# EXERCISE DETAILS:
Starting at the line that contains "one consumes the" in the listing below, write out every line word for word until you have written the line that contains "and the model".

---------------

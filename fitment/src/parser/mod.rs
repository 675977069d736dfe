//! Free-text search query parser
//!
//! Splits a query such as `"2017 Toyota Corolla brake pads"` into a vehicle
//! descriptor (year, make, model) and the remaining product terms.
//!
//! Stages run in a fixed order (year, make, model) and each one consumes the
//! token it claims, so no token is used twice. The heuristic is greedy: the
//! make stage accepts substring matches in either direction, and the model
//! stage treats any unrecognised word longer than two characters as a model.

use crate::vehicle::{ReferenceTables, VehicleDescriptor};
use chrono::Datelike;
use serde::{Deserialize, Serialize};
use std::ops::RangeInclusive;
use std::sync::OnceLock;

/// Oldest model year recognised in free text
pub const MIN_YEAR: i32 = 1990;

/// Product terms used when a query names a vehicle and nothing else
pub const FALLBACK_TERMS: [&str; 2] = ["parts", "accessories"];

/// Structured form of a search query
#[derive(Debug, Clone, Default, PartialEq, Eq, Serialize, Deserialize)]
#[serde(rename_all = "camelCase")]
pub struct ParsedQuery {
    /// Year, make and model found in the query
    pub vehicle_info: VehicleDescriptor,
    /// Unclaimed tokens, in query order
    pub product_terms: Vec<String>,
    /// The query exactly as given
    pub original_query: String,
    /// Whether any of year, make or model was found
    pub has_vehicle_info: bool,
    /// Whether `product_terms` holds [`FALLBACK_TERMS`]
    pub uses_fallback_terms: bool,
}

/// Query parser bound to a set of reference tables and a year window
#[derive(Debug, Clone)]
pub struct QueryParser {
    tables: ReferenceTables,
    max_year: i32,
}

impl Default for QueryParser {
    fn default() -> Self {
        QueryParser::new(ReferenceTables::default())
    }
}

impl QueryParser {
    /// Create a parser whose year window ends two years after the current one
    pub fn new(tables: ReferenceTables) -> Self {
        QueryParser::with_current_year(tables, chrono::Local::now().year())
    }

    /// Create a parser for a fixed current year
    pub fn with_current_year(tables: ReferenceTables, current_year: i32) -> Self {
        QueryParser {
            tables,
            max_year: current_year + 2,
        }
    }

    pub fn tables(&self) -> &ReferenceTables {
        &self.tables
    }

    /// Years accepted as a model year
    pub fn year_range(&self) -> RangeInclusive<i32> {
        MIN_YEAR..=self.max_year
    }

    /// Parse a query. Never fails; empty input yields an empty result.
    pub fn parse(&self, query: &str) -> ParsedQuery {
        let normalized = query.trim().to_lowercase();
        let words: Vec<&str> = normalized.split_whitespace().collect();
        let mut remaining = words.clone();
        let mut vehicle = VehicleDescriptor::default();

        // Only the first occurrence is consumed
        if let Some(year) = words.iter().copied().find(|w| self.is_year(w)) {
            if let Some(pos) = remaining.iter().position(|w| *w == year) {
                remaining.remove(pos);
            }
            vehicle.year = Some(year.to_string());
        }

        let make = remaining
            .iter()
            .enumerate()
            .find_map(|(i, w)| self.tables.match_make(w).map(|m| (i, m)));
        if let Some((pos, make)) = make {
            vehicle.make = Some(self.tables.canonical_make(make));
            remaining.remove(pos);
        }

        if let Some(pos) = remaining.iter().position(|w| self.is_model(w)) {
            vehicle.model = Some(remaining.remove(pos).to_string());
        }

        let mut product_terms: Vec<String> = remaining
            .into_iter()
            .filter(|w| w.chars().count() > 1)
            .map(String::from)
            .collect();

        let has_vehicle_info = vehicle.has_vehicle_info();
        let uses_fallback_terms = has_vehicle_info && product_terms.is_empty();
        if uses_fallback_terms {
            product_terms = FALLBACK_TERMS.iter().map(|t| t.to_string()).collect();
        }

        ParsedQuery {
            vehicle_info: vehicle,
            product_terms,
            original_query: query.to_string(),
            has_vehicle_info,
            uses_fallback_terms,
        }
    }

    fn is_year(&self, word: &str) -> bool {
        if word.len() != 4 || !word.bytes().all(|b| b.is_ascii_digit()) {
            return false;
        }
        word.parse::<i32>()
            .map(|year| self.year_range().contains(&year))
            .unwrap_or(false)
    }

    fn is_model(&self, word: &str) -> bool {
        self.tables.is_known_model(word)
            || (word.chars().count() > 2 && !self.tables.is_part_term(word))
    }
}

fn default_parser() -> &'static QueryParser {
    static PARSER: OnceLock<QueryParser> = OnceLock::new();
    PARSER.get_or_init(QueryParser::default)
}

/// Parse a query with the built-in reference tables
pub fn parse_search_query(query: &str) -> ParsedQuery {
    default_parser().parse(query)
}

#[cfg(test)]
mod tests {
    use super::*;

    fn parser() -> QueryParser {
        QueryParser::with_current_year(ReferenceTables::default(), 2025)
    }

    #[test]
    fn test_parse_full_vehicle() {
        let parsed = parser().parse("2017 Toyota Corolla");

        assert_eq!(parsed.vehicle_info.year.as_deref(), Some("2017"));
        assert_eq!(parsed.vehicle_info.make.as_deref(), Some("toyota"));
        assert_eq!(parsed.vehicle_info.model.as_deref(), Some("corolla"));
        assert!(parsed.has_vehicle_info);
        assert!(parsed.uses_fallback_terms);
        assert_eq!(parsed.product_terms, vec!["parts", "accessories"]);
        assert_eq!(parsed.original_query, "2017 Toyota Corolla");
    }

    #[test]
    fn test_parse_vehicle_with_part_terms() {
        let parsed = parser().parse("Honda Civic brake pads");

        assert_eq!(parsed.vehicle_info.year, None);
        assert_eq!(parsed.vehicle_info.make.as_deref(), Some("honda"));
        assert_eq!(parsed.vehicle_info.model.as_deref(), Some("civic"));
        assert_eq!(parsed.product_terms, vec!["brake", "pads"]);
        assert!(!parsed.uses_fallback_terms);
    }

    #[test]
    fn test_parse_empty() {
        for query in ["", "   ", "\t\n"] {
            let parsed = parser().parse(query);
            assert!(!parsed.has_vehicle_info);
            assert!(parsed.product_terms.is_empty());
            assert_eq!(parsed.vehicle_info, VehicleDescriptor::default());
        }
    }

    #[test]
    fn test_parse_part_terms_only() {
        let parsed = parser().parse("brake pads");
        assert!(!parsed.has_vehicle_info);
        assert_eq!(parsed.product_terms, vec!["brake", "pads"]);

        let parsed = parser().parse("oil filter battery");
        assert!(!parsed.has_vehicle_info);
        assert_eq!(parsed.product_terms, vec!["oil", "filter", "battery"]);
    }

    #[test]
    fn test_aliases_canonicalize() {
        let p = parser();
        assert_eq!(p.parse("chevy silverado").vehicle_info.make.as_deref(), Some("chevrolet"));
        assert_eq!(p.parse("vw golf").vehicle_info.make.as_deref(), Some("volkswagen"));
        assert_eq!(
            p.parse("mercedes c300").vehicle_info.make.as_deref(),
            Some("mercedes-benz")
        );
        assert_eq!(p.parse("mercedes c300").vehicle_info.model.as_deref(), Some("c300"));
    }

    #[test]
    fn test_partial_make() {
        let parsed = parser().parse("toyo battery");
        assert_eq!(parsed.vehicle_info.make.as_deref(), Some("toyota"));
        assert_eq!(parsed.product_terms, vec!["battery"]);
    }

    #[test]
    fn test_year_range() {
        let p = parser();
        assert_eq!(p.parse("1990 ford").vehicle_info.year.as_deref(), Some("1990"));
        assert_eq!(p.parse("2027 ford").vehicle_info.year.as_deref(), Some("2027"));
        assert_eq!(p.parse("1989 ford").vehicle_info.year, None);
        assert_eq!(p.parse("2028 ford").vehicle_info.year, None);
    }

    #[test]
    fn test_non_year_numbers() {
        let parsed = parser().parse("4x4 battery");
        assert_eq!(parsed.vehicle_info.year, None);
        // "4x4" is unrecognised and long enough to be taken as a model
        assert_eq!(parsed.vehicle_info.model.as_deref(), Some("4x4"));

        let parsed = parser().parse("20170 brake");
        assert_eq!(parsed.vehicle_info.year, None);
    }

    #[test]
    fn test_year_consumed_once() {
        let parsed = parser().parse("2018 2018 brake");
        assert_eq!(parsed.vehicle_info.year.as_deref(), Some("2018"));
        // The second "2018" is not a part term, so the model stage claims it
        assert_eq!(parsed.vehicle_info.model.as_deref(), Some("2018"));
        assert_eq!(parsed.product_terms, vec!["brake"]);
    }

    #[test]
    fn test_first_year_wins() {
        let parsed = parser().parse("2015 2019 honda");
        assert_eq!(parsed.vehicle_info.year.as_deref(), Some("2015"));
    }

    #[test]
    fn test_unknown_word_becomes_model() {
        let parsed = parser().parse("ford ranger battery");
        assert_eq!(parsed.vehicle_info.make.as_deref(), Some("ford"));
        assert_eq!(parsed.vehicle_info.model.as_deref(), Some("ranger"));
        assert_eq!(parsed.product_terms, vec!["battery"]);
    }

    #[test]
    fn test_model_order_is_first_eligible_token() {
        // Both tokens qualify; the earlier one is taken
        let parsed = parser().parse("synthetic civic");
        assert_eq!(parsed.vehicle_info.model.as_deref(), Some("synthetic"));
        assert_eq!(parsed.product_terms, vec!["civic"]);
    }

    #[test]
    fn test_short_terms_dropped() {
        let parsed = parser().parse("oil 5 filter");
        assert_eq!(parsed.product_terms, vec!["oil", "filter"]);
    }

    #[test]
    fn test_make_substring_false_positive_preserved() {
        // "ceramic" contains "ram"
        let parsed = parser().parse("ceramic brake pads");
        assert_eq!(parsed.vehicle_info.make.as_deref(), Some("ram"));
        assert_eq!(parsed.product_terms, vec!["brake", "pads"]);
    }

    #[test]
    fn test_parse_is_deterministic() {
        let p = parser();
        let q = "2019 Ford F-150 spark plugs";
        assert_eq!(p.parse(q), p.parse(q));

        let parsed = p.parse(q);
        assert_eq!(parsed.vehicle_info.model.as_deref(), Some("f-150"));
        assert_eq!(parsed.product_terms, vec!["spark", "plugs"]);
    }

    #[test]
    fn test_free_function_uses_builtin_tables() {
        let parsed = parse_search_query("vw golf");
        assert_eq!(parsed.vehicle_info.make.as_deref(), Some("volkswagen"));
        assert_eq!(parsed.vehicle_info.model.as_deref(), Some("golf"));
    }

    #[test]
    fn test_serializes_camel_case() {
        let json = serde_json::to_value(parser().parse("honda civic")).unwrap();
        assert!(json.get("vehicleInfo").is_some());
        assert!(json.get("productTerms").is_some());
        assert_eq!(json["hasVehicleInfo"], true);
    }

    #[test]
    fn test_extended_tables() {
        let tables = ReferenceTables::from_yaml_str("part_terms: [synthetic]").unwrap();
        let p = QueryParser::with_current_year(tables, 2025);
        let parsed = p.parse("synthetic civic");
        assert_eq!(parsed.vehicle_info.model.as_deref(), Some("civic"));
        assert_eq!(parsed.product_terms, vec!["synthetic"]);
    }
}
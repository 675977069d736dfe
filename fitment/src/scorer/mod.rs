//! Compatibility scoring of products against a parsed vehicle query
//!
//! Every fitment record of a product is scored on its own and the product
//! keeps the best record score. Scores are never summed across records.

use crate::catalog::Product;
use crate::error::{Error, Result};
use crate::parser::{parse_search_query, ParsedQuery};
use crate::vehicle::VehicleDescriptor;
use serde::{Deserialize, Deserializer, Serialize};

/// Points for a matching year, make or model
pub const FIELD_POINTS: u32 = 3;

/// Extra points for a `specific` record matching year, make and model
pub const SPECIFIC_BONUS: u32 = 5;

/// Granularity of a fitment record
#[derive(Debug, Clone, Copy, Default, PartialEq, Eq, Hash, Serialize, Deserialize)]
#[serde(rename_all = "lowercase")]
pub enum MatchType {
    /// One year, make and model
    #[default]
    Specific,
    /// Every year and model of a make
    Make,
    /// Every year of a named model
    Model,
}

impl MatchType {
    pub fn as_str(&self) -> &'static str {
        match self {
            MatchType::Specific => "specific",
            MatchType::Make => "make",
            MatchType::Model => "model",
        }
    }
}

impl std::str::FromStr for MatchType {
    type Err = Error;

    fn from_str(s: &str) -> Result<Self> {
        match s.trim().to_lowercase().as_str() {
            "specific" => Ok(MatchType::Specific),
            "make" => Ok(MatchType::Make),
            "model" => Ok(MatchType::Model),
            _ => Err(Error::CatalogFormat(format!("Unknown match type: {}", s))),
        }
    }
}

/// One structured fitment entry of a product
#[derive(Debug, Clone, Default, PartialEq, Eq, Serialize, Deserialize)]
#[serde(rename_all = "camelCase")]
pub struct CompatibilityRecord {
    #[serde(default, deserialize_with = "deserialize_year")]
    pub year: Option<String>,
    #[serde(default)]
    pub make: Option<String>,
    #[serde(default)]
    pub model: Option<String>,
    #[serde(default, alias = "match_type")]
    pub match_type: MatchType,
}

impl CompatibilityRecord {
    pub fn specific(year: &str, make: &str, model: &str) -> Self {
        CompatibilityRecord {
            year: Some(year.to_string()),
            make: Some(make.to_string()),
            model: Some(model.to_string()),
            match_type: MatchType::Specific,
        }
    }

    pub fn make_only(make: &str) -> Self {
        CompatibilityRecord {
            make: Some(make.to_string()),
            match_type: MatchType::Make,
            ..Default::default()
        }
    }

    pub fn model_only(make: &str, model: &str) -> Self {
        CompatibilityRecord {
            make: Some(make.to_string()),
            model: Some(model.to_string()),
            match_type: MatchType::Model,
            ..Default::default()
        }
    }
}

/// Accept a year written as a string or as a number
pub(crate) fn deserialize_year<'de, D>(deserializer: D) -> std::result::Result<Option<String>, D::Error>
where
    D: Deserializer<'de>,
{
    #[derive(Deserialize)]
    #[serde(untagged)]
    enum YearValue {
        Text(String),
        Number(i64),
    }

    Ok(
        Option::<YearValue>::deserialize(deserializer)?.and_then(|value| match value {
            YearValue::Text(s) if s.trim().is_empty() => None,
            YearValue::Text(s) => Some(s.trim().to_string()),
            YearValue::Number(n) => Some(n.to_string()),
        }),
    )
}

/// Both sides present, non-empty and equal ignoring case
fn field_matches(parsed: Option<&str>, record: Option<&str>) -> bool {
    match (parsed, record) {
        (Some(p), Some(r)) => {
            let p = p.trim();
            let r = r.trim();
            !p.is_empty() && p.to_lowercase() == r.to_lowercase()
        }
        _ => false,
    }
}

/// Score a single fitment record against a vehicle descriptor
pub fn score_record(record: &CompatibilityRecord, vehicle: &VehicleDescriptor) -> u32 {
    let year = field_matches(vehicle.year.as_deref(), record.year.as_deref());
    let make = field_matches(vehicle.make.as_deref(), record.make.as_deref());
    let model = field_matches(vehicle.model.as_deref(), record.model.as_deref());

    let mut score = [year, make, model]
        .iter()
        .filter(|matched| **matched)
        .count() as u32
        * FIELD_POINTS;

    if record.match_type == MatchType::Specific
        && vehicle.is_fully_specified()
        && year
        && make
        && model
    {
        score += SPECIFIC_BONUS;
    }

    score
}

/// Best record score for an already parsed query
///
/// Zero when the query carries no vehicle information or there are no records.
pub fn score_parsed(records: &[CompatibilityRecord], parsed: &ParsedQuery) -> u32 {
    if !parsed.has_vehicle_info {
        return 0;
    }

    records
        .iter()
        .map(|record| score_record(record, &parsed.vehicle_info))
        .max()
        .unwrap_or(0)
}

/// Compatibility bonus of a product for a raw query string
pub fn score_compatibility(product: &Product, query: &str) -> f64 {
    let parsed = parse_search_query(query);
    score_parsed(&product.vehicle_compatibility, &parsed) as f64
}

---------------

# ANSWER FOR THIS EXERCISE:
//! Stages run in a fixed order (year, make, model) and each one consumes the
//! token it claims, so no token is used twice. The heuristic is greedy: the
//! make stage accepts substring matches in either direction, and the model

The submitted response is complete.